Hi,
Regarding NinjaFirewall, there isn’t any difference between HTTP and HTTPS because incoming traffic is decrypted by your HTTP server before being forwarded to PHP and NF.
You may have an issue/conflict somewhere.
You can export your configuration and send it to me at: contact-at-nintechnet-dot-com if you want.
Do not use the firewall built-in export function, but the following script instead because, unlike the export option, it will anonymize your data:
http://nintechnet.com/share/wp-export.txt
1. Rename this file to “wp-export.php”.
2. Upload it into your WordPress root folder.
3. Goto http://YOUR WEBSITE/wp-export.php
4. Delete it afterwards.
It would help to know your server settings too:
1. Your HTTP server + its version.
2. You PHP SAPI (CGI, FPM etc) and its version.
Also, did you try to disable Cloudflare and to use only NinjaFirewall + HTTPS?
Thanks for the prompt response.
I have just emailed the wp-export file to you.
HTTP Server: Apache/2.2.29 (Unix) mod_ssl/2.2.29 OpenSSL/0.9.8e-fips-rhel5 mod_bwlimited/1.4
PHP: 5.4.38
SERVER API: CGI/FastCGI
Re disabling Cloudflare – no, not yet. Did you mean “Pause it – will temporarily deactivate CloudFlare for your domain” or reset the DNS Records back to the original settings?
Kind regards
Ben
I received it, and will check it this weekend.
Regarding Cloudflare, I think the “Pause it” option is the right one.
You can also try to disable HTTPS filtering from “NinjaFirewall > Firewall Policies > Enable NinjaFirewall for” and select “HTTP traffic only”, just to see if that makes a difference or not.
Did you check in the firewall log if there was anything wrong (e.g., Pingdom or other bot could be blocked although it would be unusual)?
Setting the HTTPS filtering to off made no discernible difference at all.
Cloudflare – I paused it, but I am not sure how long it takes for the impact of that change to come into effect. In any event, that should make things slower, given that the caching and global content distribution is supposed to be the big benefit of Cloudflare….
Log files – nothing stands out there…
I tried NinjaFirewall using your configuration, but did not see any differences between HTTP and HTTPS with both Nginx and Apache.
As I mentioned in a previous message, the HTTPS en/decryption is handled by the HTTP server, hence it should not affect PHP or NinjaFirewall.

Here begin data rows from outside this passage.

//! HTTP layer: route handlers, session helpers, pages, server bootstrap.

pub mod forms;
pub mod handlers;
pub mod pages;
pub mod server;
pub mod session;
pub mod state;

use crate::errors::AppError;
use actix_web::http::{StatusCode, header};
use actix_web::web::ServiceConfig;
use actix_web::{HttpResponse, ResponseError};

/// Internal failures surface as a plain 500 page. Expected failures
/// (validation, bad credentials, ownership mismatches) never take this
/// path; handlers turn those into flashes and redirects.
impl ResponseError for AppError {
    fn status_code(&self) -> StatusCode {
        StatusCode::INTERNAL_SERVER_ERROR
    }

    fn error_response(&self) -> HttpResponse {
        tracing::error!(error = %self, "request failed");
        HttpResponse::InternalServerError()
            .content_type("text/html; charset=utf-8")
            .body(pages::error_page())
    }
}

/// Register every route on the app.
pub fn configure(cfg: &mut ServiceConfig) {
    cfg.service(handlers::index)
        .service(handlers::login_form)
        .service(handlers::login_submit)
        .service(handlers::dashboard)
        .service(handlers::dashboard_submit)
        .service(handlers::delete_entry)
        .service(handlers::logout)
        .service(handlers::skema)
        .service(handlers::arbejdstider);
}

pub(crate) fn redirect(location: &str) -> HttpResponse {
    HttpResponse::Found()
        .insert_header((header::LOCATION, location))
        .finish()
}
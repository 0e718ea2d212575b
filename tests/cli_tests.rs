use predicates::str::contains;

mod common;
use common::{setup_test_db, wl};

#[test]
fn init_creates_both_databases() {
    let users_db = setup_test_db("cli_init_users");
    let records_db = setup_test_db("cli_init_records");

    wl().args([
        "--users-db",
        &users_db,
        "--records-db",
        &records_db,
        "--test",
        "init",
    ])
    .assert()
    .success()
    .stdout(contains("Initialized databases"));

    assert!(std::path::Path::new(&users_db).exists());
    assert!(std::path::Path::new(&records_db).exists());
}

#[test]
fn init_is_idempotent() {
    let users_db = setup_test_db("cli_reinit_users");
    let records_db = setup_test_db("cli_reinit_records");

    for _ in 0..2 {
        wl().args([
            "--users-db",
            &users_db,
            "--records-db",
            &records_db,
            "--test",
            "init",
        ])
        .assert()
        .success();
    }
}

#[test]
fn add_user_reports_duplicate_on_second_run() {
    let users_db = setup_test_db("cli_adduser_users");
    let records_db = setup_test_db("cli_adduser_records");

    wl().args([
        "--users-db",
        &users_db,
        "--records-db",
        &records_db,
        "--test",
        "add-user",
        "nina",
        "123456",
    ])
    .assert()
    .success()
    .stdout(contains("User created successfully"));

    wl().args([
        "--users-db",
        &users_db,
        "--records-db",
        &records_db,
        "--test",
        "add-user",
        "nina",
        "different",
    ])
    .assert()
    .success()
    .stdout(contains("Username already exists"));
}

If there isn’t any problem with Cloudflare, you may try to temporarily disable each plugin one by one to see whether there is a conflict with them. Maybe it could come from a plugin dealing with caching, or any kind of website optimization?
I have W3 Total Cache running, and there is a setting as follows:
Cache SSL (https) requests: Cache SSL requests (uniquely) for improved performance
*DISABLING that actually improved performance by 2 seconds!!! 🙂
Unfortunately, that made no difference to the 3 second lag that Ninja WAF is adding since implementing HTTPS.
The http://www.theseoguy.co.nz site is in NZ, testing as follows;
Gtmetrix.com – Sydney – 5.4 seconds with WAF, 1.8 seconds if disabled
Pingdom.com – Melbourne – 3.4 seconds with WAF, 991ms seconds if disabled
I’ve little previous experience of adding SSL on a WordPress site but the test at http://www.ssllabs.com/ssltest/ gives the site an “A” rating…
It is odd if that did not make any difference after disabling HTTPS traffic filtering. Is the connection to your server fully encrypted, i.e., from the user to your server, or partially only, i.e., encrypted from the user to Cloudflare and in clear text from Cloudflare to your server? You can see that if you connect to your site over HTTPS and then go to “NinjaFirewall > Firewall Policies > HTTP response headers” (it does not matter if NF is disabled or not): if the “Strict-Transport-Security (HSTS)” is disabled and shows a “HSTS headers can only be set when you are accessing your site over HTTPS” message, it is a partial HTTPS encryption only.
Could you try to disable the 3 “HTTP response headers” options that you enabled: X-Content-Type-Options, X-Frame-Options and X-XSS-Protection. Does it make a difference?
Three seconds is huge. Do you feel that difference when you connect to your site with the firewall on, or it is only reported by Pingdom/Gtmetrix ? Did you try to benchmark it yourself using your browser (e.g., Chrome DevTools etc)?
When using Pingdom/Gtmetrix (with the last one you have to create a free account) please make sure to choose the closest server to you and then proceed with the test.